ASSIGNMENT → Please count every line of the following material that holds "ScriptDir" and give the total alone.
★ ★ ★ ★
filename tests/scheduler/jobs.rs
use async_trait::async_trait;
use scriptcron::scheduler::{
    AgentEngine, ChatSender, MemoryScheduleStore, Message, Response, ResponseStream, RunStatus,
    Schedule, ScheduleStore, Scheduler, SchedulerConfig, Session,
};
use std::sync::{Arc, Mutex};
use tokio_util::sync::CancellationToken;

use crate::harness;

#[derive(Default)]
struct Outbox {
    messages: Mutex<Vec<String>>,
}

#[async_trait]
impl ChatSender for Outbox {
    async fn send_via_provider(&self, _provider: &str, _target: &str, content: &str) -> anyhow::Result<()> {
        self.messages.lock().unwrap().push(content.to_string());
        Ok(())
    }
}

struct EchoEngine;

#[async_trait]
impl AgentEngine for EchoEngine {
    async fn create_session(&self) -> anyhow::Result<Session> {
        Ok(Session { id: "echo".into() })
    }

    async fn send(
        &self,
        _ctx: &CancellationToken,
        _session_id: &str,
        messages: Vec<Message>,
    ) -> anyhow::Result<ResponseStream> {
        let text = messages.into_iter().map(|m| m.content).collect::<Vec<_>>().join(" ");
        let chunks = vec![
            Ok(Response { content: String::new() }),
            Ok(Response { content: format!("echo: {text}") }),
        ];
        Ok(Box::pin(futures_util::stream::iter(chunks)))
    }
}

async fn scheduler_with(schedules: Vec<Schedule>) -> (harness::ScriptDir, Arc<MemoryScheduleStore>, Scheduler) {
    let dir = harness::script_dir(&[
        ("hello", r#"let result = "hello from script";"#),
        ("world", r#"fn main() { "hello world" }"#),
    ])
    .await;
    let store = Arc::new(MemoryScheduleStore::seeded(schedules).await.unwrap());
    let scheduler = Scheduler::new(store.clone(), dir.runner.clone(), SchedulerConfig::default());
    (dir, store, scheduler)
}

#[tokio::test]
async fn approved_script_job_records_its_output() {
    let (_dir, store, scheduler) =
        scheduler_with(vec![Schedule::script("greeting", "0 8 * * *", "hello").with_id("g")]).await;
    scheduler.run_now("g").await.unwrap().await.unwrap();

    let record = store.get("g").await.unwrap().unwrap();
    assert_eq!(record.last_run_status, Some(RunStatus::Success));
    assert_eq!(record.last_run_output.as_deref(), Some("hello from script"));
}

#[tokio::test]
async fn successful_output_is_delivered_exactly_once() {
    let (_dir, store, scheduler) = scheduler_with(vec![
        Schedule::script("world", "0 8 * * *", "world")
            .with_id("w")
            .deliver_to("slack", "C0"),
    ])
    .await;
    let outbox = Arc::new(Outbox::default());
    scheduler.set_chat(outbox.clone());

    let schedule = store.get("w").await.unwrap().unwrap();
    let outcome = scheduler.execute_job(schedule).await;
    assert_eq!(outcome.status, RunStatus::Success);

    let messages = outbox.messages.lock().unwrap().clone();
    assert_eq!(messages.len(), 1);
    assert!(messages[0].contains("hello world"));
}

#[tokio::test]
async fn agent_job_without_engine_fails_descriptively() {
    let (_dir, store, scheduler) =
        scheduler_with(vec![Schedule::agent("brief", "@daily", "status?").with_id("a")]).await;
    scheduler.run_now("a").await.unwrap().await.unwrap();

    let record = store.get("a").await.unwrap().unwrap();
    assert_eq!(record.last_run_status, Some(RunStatus::Error));
    assert!(!record.last_run_error.unwrap_or_default().is_empty());
}

#[tokio::test]
async fn engine_wired_after_construction_is_used() {
    let (_dir, store, scheduler) =
        scheduler_with(vec![Schedule::agent("brief", "@daily", "status?").with_id("a")]).await;
    scheduler.set_engine(Arc::new(EchoEngine));
    scheduler.run_now("a").await.unwrap().await.unwrap();

    let record = store.get("a").await.unwrap().unwrap();
    assert_eq!(record.last_run_status, Some(RunStatus::Success));
    assert_eq!(record.last_run_output.as_deref(), Some("echo: status?"));
}

#[tokio::test]
async fn run_once_disables_after_one_execution() {
    let (_dir, store, scheduler) = scheduler_with(vec![
        Schedule::script("once", "0 8 * * *", "hello").with_id("ok").run_once(),
        Schedule::script("once-bad", "0 8 * * *", "missing").with_id("bad").run_once(),
    ])
    .await;
    scheduler.start().await.unwrap();

    for id in ["ok", "bad"] {
        scheduler.run_now(id).await.unwrap().await.unwrap();
        let record = store.get(id).await.unwrap().expect("record kept");
        assert!(!record.enabled, "{id} still enabled");
        assert!(record.last_run_status.is_some());
    }
    assert!(scheduler.registered_ids().is_empty());
    assert_eq!(store.list().await.unwrap().len(), 2);
    scheduler.stop();
}
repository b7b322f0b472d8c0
use thiserror::Error;

// ─── Top-level error hierarchy ───────────────────────────────────────────────

/// Structured error hierarchy for `scriptcron`.
///
/// Each subsystem defines its own error variant. Library callers can match on
/// these to decide recovery strategy; internal code continues to use
/// `anyhow::Result` for ad-hoc context chains.
#[derive(Debug, Error)]
pub enum Error {
    // ── Config ───────────────────────────────────────────────────────────
    #[error("config: {0}")]
    Config(#[from] ConfigError),

    // ── Sandbox ──────────────────────────────────────────────────────────
    #[error("sandbox: {0}")]
    Sandbox(#[from] SandboxError),

    // ── Scripts / loader ─────────────────────────────────────────────────
    #[error("script: {0}")]
    Script(#[from] ScriptError),

    // ── Approval gate ────────────────────────────────────────────────────
    #[error("approval: {0}")]
    Approval(#[from] ApprovalError),

    // ── Scheduler ────────────────────────────────────────────────────────
    #[error("scheduler: {0}")]
    Scheduler(#[from] SchedulerError),

    // ── Generic fallthrough (wraps anyhow for interop) ──────────────────
    #[error(transparent)]
    Other(#[from] anyhow::Error),
}

// ─── Config errors ───────────────────────────────────────────────────────────

#[derive(Debug, Error)]
pub enum ConfigError {
    #[error("failed to load config: {0}")]
    Load(String),

    #[error("validation failed: {0}")]
    Validation(String),

    #[error("io: {0}")]
    Io(#[from] std::io::Error),
}

// ─── Sandbox errors ──────────────────────────────────────────────────────────

/// Every way a single script execution can fail.
///
/// These never escape as panics; the sandbox renders them into
/// `ExecutionResult::error`.
#[derive(Debug, Error)]
pub enum SandboxError {
    #[error("compile error in {script}: {message}")]
    Compile { script: String, message: String },

    #[error("runtime error in {script}: {message}")]
    Runtime { script: String, message: String },

    #[error("function `{0}` not found")]
    FunctionNotFound(String),

    #[error("`{0}` is not a function")]
    NotAFunction(String),

    #[error("invalid host function name `{0}`")]
    InvalidFunctionName(String),

    #[error("execution timed out after {timeout_ms}ms")]
    Timeout { timeout_ms: u64 },

    #[error("execution cancelled")]
    Cancelled,

    #[error("execution aborted: {0}")]
    Aborted(String),
}

// ─── Capability errors ───────────────────────────────────────────────────────

/// Violations and failures inside the injected capability modules.
#[derive(Debug, Error)]
pub enum CapabilityError {
    #[error("unsupported URL scheme `{0}` (only http and https are allowed)")]
    UnsupportedScheme(String),

    #[error("invalid URL: {0}")]
    InvalidUrl(String),

    #[error("response body exceeds {limit} byte limit")]
    ResponseTooLarge { limit: usize },

    #[error("http request failed: {0}")]
    Http(String),

    #[error("encode failed: {0}")]
    Encode(String),

    #[error("decode failed: {0}")]
    Decode(String),
}

// ─── Script / loader errors ──────────────────────────────────────────────────

#[derive(Debug, Error)]
pub enum ScriptError {
    #[error("invalid script name `{0}`")]
    InvalidName(String),

    #[error("script `{name}` not found at {path}")]
    NotFound { name: String, path: String },

    #[error("failed to read {path}")]
    Io {
        path: String,
        #[source]
        source: std::io::Error,
    },

    #[error("script not approved: {0}")]
    NotApproved(ApprovalError),
}

impl From<ApprovalError> for ScriptError {
    fn from(err: ApprovalError) -> Self {
        Self::NotApproved(err)
    }
}

// ─── Approval errors ─────────────────────────────────────────────────────────

#[derive(Debug, Error)]
pub enum ApprovalError {
    #[error("{script} is not approved for execution")]
    Denied { script: String },

    #[error("approval gate unavailable: {0}")]
    Unavailable(String),
}

// ─── Scheduler errors ────────────────────────────────────────────────────────

#[derive(Debug, Error)]
pub enum SchedulerError {
    #[error("schedule {0} not found")]
    NotFound(String),

    #[error("invalid cron expression `{expression}`: {reason}")]
    InvalidExpression { expression: String, reason: String },

    #[error("agent engine not configured")]
    EngineUnavailable,

    #[error("schedule {id} is missing `{field}`")]
    MissingField { id: String, field: &'static str },

    #[error("{kind} job timed out after {secs}s")]
    Timeout { kind: &'static str, secs: u64 },

    #[error("store: {0}")]
    Store(String),
}

// ─── Convenience re-exports ─────────────────────────────────────────────────

/// Shorthand result type for the crate.
pub type Result<T> = std::result::Result<T, Error>;
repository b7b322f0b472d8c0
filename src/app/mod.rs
pub mod dispatch;
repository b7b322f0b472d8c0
use scriptcron::sandbox::Value;
use tokio_util::sync::CancellationToken;

use crate::harness::{self, PIN, TOKEN};

fn occurrences(result: &scriptcron::ExecutionResult, needle: &str) -> usize {
    let json = serde_json::to_string(result).unwrap();
    json.matches(needle).count()
}

#[tokio::test]
async fn secrets_are_redacted_everywhere_in_values() {
    let dir = harness::script_dir(&[(
        "leak",
        r#"
            let token = secrets::get("API_TOKEN");
            let result = #{
                plain: token,
                nested: [#{ header: "Bearer " + token }],
            };
            result[token] = "as key";
        "#,
    )])
    .await;
    let out = dir
        .runner
        .run(&CancellationToken::new(), "leak", None, Vec::new())
        .await
        .unwrap();
    assert_eq!(occurrences(&out, TOKEN), 0);
    assert!(occurrences(&out, "[REDACTED:API_TOKEN]") >= 3);
}

#[tokio::test]
async fn secrets_in_errors_are_redacted() {
    let dir = harness::script_dir(&[("fail", r#"throw "auth failed for " + secrets::get("API_TOKEN");"#)]).await;
    let out = dir
        .runner
        .run(&CancellationToken::new(), "fail", None, Vec::new())
        .await
        .unwrap();
    let error = out.error.clone().unwrap();
    assert!(!error.contains(TOKEN));
    assert!(error.contains("[REDACTED:API_TOKEN]"));
}

#[tokio::test]
async fn short_secrets_are_left_alone() {
    let dir = harness::script_dir(&[("pin", r#"let result = "pin is " + secrets::get("PIN");"#)]).await;
    let out = dir
        .runner
        .run(&CancellationToken::new(), "pin", None, Vec::new())
        .await
        .unwrap();
    assert_eq!(out.value, Some(Value::from(format!("pin is {PIN}"))));
}

#[tokio::test]
async fn sanitizing_twice_changes_nothing() {
    let secrets = harness::secrets();
    let dir = harness::script_dir(&[("echo", r#"let result = [secrets::get("API_TOKEN"), "ok"];"#)]).await;
    let once = dir
        .runner
        .run(&CancellationToken::new(), "echo", None, Vec::new())
        .await
        .unwrap();
    let twice = secrets.sanitize_result(once.clone());
    assert_eq!(twice, once);
}
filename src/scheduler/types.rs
use chrono::{DateTime, Utc};
use serde::{Deserialize, Serialize};

#[derive(Debug, Clone, Copy, PartialEq, Eq, Serialize, Deserialize)]
#[serde(rename_all = "lowercase")]
pub enum JobType {
    Script,
    Agent,
}

impl JobType {
    pub fn as_str(self) -> &'static str {
        match self {
            Self::Script => "script",
            Self::Agent => "agent",
        }
    }
}

#[derive(Debug, Clone, Copy, PartialEq, Eq, Serialize, Deserialize)]
#[serde(rename_all = "lowercase")]
pub enum RunStatus {
    Success,
    Error,
}

impl RunStatus {
    pub fn as_str(self) -> &'static str {
        match self {
            Self::Success => "success",
            Self::Error => "error",
        }
    }
}

/// Where a job's output is posted after a run.
#[derive(Debug, Clone, PartialEq, Eq, Serialize, Deserialize)]
pub struct OutputTarget {
    pub provider: String,
    #[serde(rename = "channelID")]
    pub channel_id: String,
}

/// One persisted schedule record.
#[derive(Debug, Clone, PartialEq, Eq, Serialize, Deserialize)]
#[serde(rename_all = "camelCase")]
pub struct Schedule {
    #[serde(default)]
    pub id: String,
    pub name: String,
    pub cron_expr: String,
    #[serde(rename = "type")]
    pub job_type: JobType,
    #[serde(default = "default_enabled")]
    pub enabled: bool,
    #[serde(default)]
    pub run_once: bool,
    #[serde(default, skip_serializing_if = "Option::is_none")]
    pub script_name: Option<String>,
    #[serde(default, skip_serializing_if = "Option::is_none")]
    pub prompt: Option<String>,
    #[serde(default, skip_serializing_if = "Option::is_none")]
    pub output_target: Option<OutputTarget>,
    #[serde(default, skip_serializing_if = "Option::is_none")]
    pub last_run_status: Option<RunStatus>,
    #[serde(default, skip_serializing_if = "Option::is_none")]
    pub last_run_error: Option<String>,
    #[serde(default, skip_serializing_if = "Option::is_none")]
    pub last_run_output: Option<String>,
    #[serde(default, skip_serializing_if = "Option::is_none")]
    pub last_run_at: Option<DateTime<Utc>>,
}

fn default_enabled() -> bool {
    true
}

impl Schedule {
    pub fn script(name: impl Into<String>, cron_expr: impl Into<String>, script: impl Into<String>) -> Self {
        Self {
            script_name: Some(script.into()),
            ..Self::blank(name.into(), cron_expr.into(), JobType::Script)
        }
    }

    pub fn agent(name: impl Into<String>, cron_expr: impl Into<String>, prompt: impl Into<String>) -> Self {
        Self {
            prompt: Some(prompt.into()),
            ..Self::blank(name.into(), cron_expr.into(), JobType::Agent)
        }
    }

    fn blank(name: String, cron_expr: String, job_type: JobType) -> Self {
        Self {
            id: String::new(),
            name,
            cron_expr,
            job_type,
            enabled: true,
            run_once: false,
            script_name: None,
            prompt: None,
            output_target: None,
            last_run_status: None,
            last_run_error: None,
            last_run_output: None,
            last_run_at: None,
        }
    }

    #[must_use]
    pub fn with_id(mut self, id: impl Into<String>) -> Self {
        self.id = id.into();
        self
    }

    #[must_use]
    pub fn run_once(mut self) -> Self {
        self.run_once = true;
        self
    }

    #[must_use]
    pub fn disabled(mut self) -> Self {
        self.enabled = false;
        self
    }

    #[must_use]
    pub fn deliver_to(mut self, provider: impl Into<String>, channel_id: impl Into<String>) -> Self {
        self.output_target = Some(OutputTarget {
            provider: provider.into(),
            channel_id: channel_id.into(),
        });
        self
    }

    pub fn record(&mut self, outcome: &RunOutcome) {
        self.last_run_status = Some(outcome.status);
        self.last_run_error = outcome.error.clone();
        self.last_run_output = Some(outcome.output.clone());
        self.last_run_at = Some(outcome.at);
    }
}

/// Result of one job run, as written back to the record.
#[derive(Debug, Clone, PartialEq, Eq)]
pub struct RunOutcome {
    pub status: RunStatus,
    pub error: Option<String>,
    pub output: String,
    pub at: DateTime<Utc>,
}

impl RunOutcome {
    pub fn success(output: String) -> Self {
        Self {
            status: RunStatus::Success,
            error: None,
            output,
            at: Utc::now(),
        }
    }

    pub fn failure(error: String, output: String) -> Self {
        Self {
            status: RunStatus::Error,
            error: Some(error),
            output,
            at: Utc::now(),
        }
    }
}
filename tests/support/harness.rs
#![allow(dead_code)]

use scriptcron::sandbox::{Sandbox, SandboxConfig};
use scriptcron::scripts::{ScriptLoader, ScriptRunner};
use scriptcron::security::{AllowListApproval, SecretProvider};
use std::sync::Arc;
use tempfile::TempDir;

pub const TOKEN: &str = "sk-live-9f8e7d6c5b4a";
pub const PIN: &str = "4821";

pub fn secrets() -> Arc<SecretProvider> {
    let secrets = SecretProvider::new();
    secrets.set("API_TOKEN", TOKEN);
    secrets.set("PIN", PIN);
    Arc::new(secrets)
}

pub fn sandbox(config: SandboxConfig) -> Sandbox {
    Sandbox::new(config, secrets()).expect("sandbox")
}

/// Script directory plus a runner that approves every file written into it.
pub struct ScriptDir {
    pub dir: TempDir,
    pub runner: ScriptRunner,
}

pub async fn script_dir(files: &[(&str, &str)]) -> ScriptDir {
    let dir = TempDir::new().expect("tempdir");
    for (name, body) in files {
        tokio::fs::write(dir.path().join(format!("{name}.rhai")), body)
            .await
            .expect("write script");
    }
    let approval = AllowListApproval::new(files.iter().map(|(name, _)| format!("{name}.rhai")));
    let runner = ScriptRunner::new(
        Arc::new(ScriptLoader::new(dir.path())),
        Arc::new(sandbox(SandboxConfig::default())),
        Arc::new(approval),
    );
    ScriptDir { dir, runner }
}
use crate::error::SchedulerError;
use chrono::{DateTime, Utc};
use cron::Schedule as CronSchedule;
use std::str::FromStr;

/// Parse a crontab expression into a schedule.
///
/// Five fields are standard crontab and get a leading `0` seconds field; six
/// or seven fields are passed through. `@hourly`, `@daily`, `@weekly`,
/// `@monthly`, `@yearly` and `@annually` are accepted as well.
pub fn parse(expression: &str) -> Result<CronSchedule, SchedulerError> {
    let normalized = normalize_expression(expression)?;
    CronSchedule::from_str(&normalized).map_err(|e| SchedulerError::InvalidExpression {
        expression: expression.to_string(),
        reason: e.to_string(),
    })
}

pub fn next_run_for(expression: &str, from: DateTime<Utc>) -> Result<DateTime<Utc>, SchedulerError> {
    parse(expression)?
        .after(&from)
        .next()
        .ok_or_else(|| SchedulerError::InvalidExpression {
            expression: expression.to_string(),
            reason: "no future occurrence".to_string(),
        })
}

fn normalize_expression(expression: &str) -> Result<String, SchedulerError> {
    let expression = expression.trim();
    if expression.starts_with('@') {
        return Ok(expression.to_string());
    }
    let field_count = expression.split_whitespace().count();

    match field_count {
        // standard crontab syntax: minute hour day month weekday
        5 => Ok(format!("0 {expression}")),
        // crate-native syntax includes seconds (+ optional year)
        6 | 7 => Ok(expression.to_string()),
        _ => Err(SchedulerError::InvalidExpression {
            expression: expression.to_string(),
            reason: format!("expected 5, 6, or 7 fields, got {field_count}"),
        }),
    }
}
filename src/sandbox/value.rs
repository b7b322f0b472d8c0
//! Value bridge between host data and the script interpreter.
//!
//! Host code only ever sees [`Value`]; Rhai code only ever sees [`Dynamic`].
//! [`to_host`] and [`from_host`] are the single crossing points and carry no
//! side effects.

use indexmap::IndexMap;
use rhai::{Array, Dynamic, Map};
use serde::{Deserialize, Serialize};
use std::fmt;

/// Host-side script value.
///
/// `Map` keeps insertion order. Values coming back from the interpreter have
/// their keys in sorted order because Rhai object maps are ordered by key.
#[derive(Debug, Clone, PartialEq, Serialize, Deserialize, Default)]
#[serde(untagged)]
pub enum Value {
    #[default]
    Null,
    Bool(bool),
    Int(i64),
    Float(f64),
    String(String),
    List(Vec<Value>),
    Map(IndexMap<String, Value>),
}

impl Value {
    #[must_use]
    pub fn is_null(&self) -> bool {
        matches!(self, Self::Null)
    }

    #[must_use]
    pub fn as_str(&self) -> Option<&str> {
        match self {
            Self::String(s) => Some(s),
            _ => None,
        }
    }

    /// Short type label used in formatting diagnostics.
    #[must_use]
    pub fn type_name(&self) -> &'static str {
        match self {
            Self::Null => "null",
            Self::Bool(_) => "bool",
            Self::Int(_) => "int",
            Self::Float(_) => "float",
            Self::String(_) => "string",
            Self::List(_) => "list",
            Self::Map(_) => "map",
        }
    }

    /// Render as plain text: strings verbatim, null as empty, everything else as JSON.
    #[must_use]
    pub fn to_text(&self) -> String {
        match self {
            Self::Null => String::new(),
            Self::String(s) => s.clone(),
            other => serde_json::to_string(other).unwrap_or_else(|_| other.to_string()),
        }
    }
}

impl fmt::Display for Value {
    fn fmt(&self, f: &mut fmt::Formatter<'_>) -> fmt::Result {
        match self {
            Self::Null => f.write_str("null"),
            Self::Bool(b) => write!(f, "{b}"),
            Self::Int(i) => write!(f, "{i}"),
            Self::Float(x) => write!(f, "{x}"),
            Self::String(s) => f.write_str(s),
            Self::List(items) => {
                f.write_str("[")?;
                for (i, item) in items.iter().enumerate() {
                    if i > 0 {
                        f.write_str(", ")?;
                    }
                    write!(f, "{item}")?;
                }
                f.write_str("]")
            }
            Self::Map(map) => {
                f.write_str("{")?;
                for (i, (key, item)) in map.iter().enumerate() {
                    if i > 0 {
                        f.write_str(", ")?;
                    }
                    write!(f, "{key}: {item}")?;
                }
                f.write_str("}")
            }
        }
    }
}

impl From<&str> for Value {
    fn from(value: &str) -> Self {
        Self::String(value.to_string())
    }
}

impl From<String> for Value {
    fn from(value: String) -> Self {
        Self::String(value)
    }
}

impl From<i64> for Value {
    fn from(value: i64) -> Self {
        Self::Int(value)
    }
}

impl From<f64> for Value {
    fn from(value: f64) -> Self {
        Self::Float(value)
    }
}

impl From<bool> for Value {
    fn from(value: bool) -> Self {
        Self::Bool(value)
    }
}

impl From<Vec<Value>> for Value {
    fn from(value: Vec<Value>) -> Self {
        Self::List(value)
    }
}

impl From<IndexMap<String, Value>> for Value {
    fn from(value: IndexMap<String, Value>) -> Self {
        Self::Map(value)
    }
}

/// Convert an interpreter value into a host value.
///
/// Types outside the bridge (function pointers, timestamps, custom types)
/// degrade to their string rendering. Blobs become lists of byte values.
pub fn to_host(value: Dynamic) -> Value {
    let value = value.flatten();

    if value.is_unit() {
        return Value::Null;
    }
    if let Ok(b) = value.as_bool() {
        return Value::Bool(b);
    }
    if let Ok(i) = value.as_int() {
        return Value::Int(i);
    }
    if let Ok(x) = value.as_float() {
        return Value::Float(x);
    }
    if let Ok(c) = value.as_char() {
        return Value::String(c.to_string());
    }
    if value.is_string() {
        return match value.into_string() {
            Ok(s) => Value::String(s),
            Err(type_name) => Value::String(format!("<{type_name}>")),
        };
    }
    if value.is_array() {
        return match value.into_array() {
            Ok(items) => Value::List(items.into_iter().map(to_host).collect()),
            Err(type_name) => Value::String(format!("<{type_name}>")),
        };
    }
    if value.is_blob() {
        return match value.into_blob() {
            Ok(bytes) => Value::List(bytes.into_iter().map(|b| Value::Int(i64::from(b))).collect()),
            Err(type_name) => Value::String(format!("<{type_name}>")),
        };
    }
    if value.is_map() {
        return match value.try_cast::<Map>() {
            Some(map) => Value::Map(
                map.into_iter()
                    .map(|(key, item)| (key.to_string(), to_host(item)))
                    .collect(),
            ),
            None => Value::String("<map>".to_string()),
        };
    }

    Value::String(value.to_string())
}

/// Convert a host value into an interpreter value.
pub fn from_host(value: &Value) -> Dynamic {
    match value {
        Value::Null => Dynamic::UNIT,
        Value::Bool(b) => Dynamic::from_bool(*b),
        Value::Int(i) => Dynamic::from_int(*i),
        Value::Float(x) => Dynamic::from_float(*x),
        Value::String(s) => Dynamic::from(s.clone()),
        Value::List(items) => {
            let array: Array = items.iter().map(from_host).collect();
            Dynamic::from_array(array)
        }
        Value::Map(entries) => {
            let mut map = Map::new();
            for (key, item) in entries {
                map.insert(key.as_str().into(), from_host(item));
            }
            Dynamic::from_map(map)
        }
    }
}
★ ★ ★ ★
SOLUTION TO THE PROBLEM → 4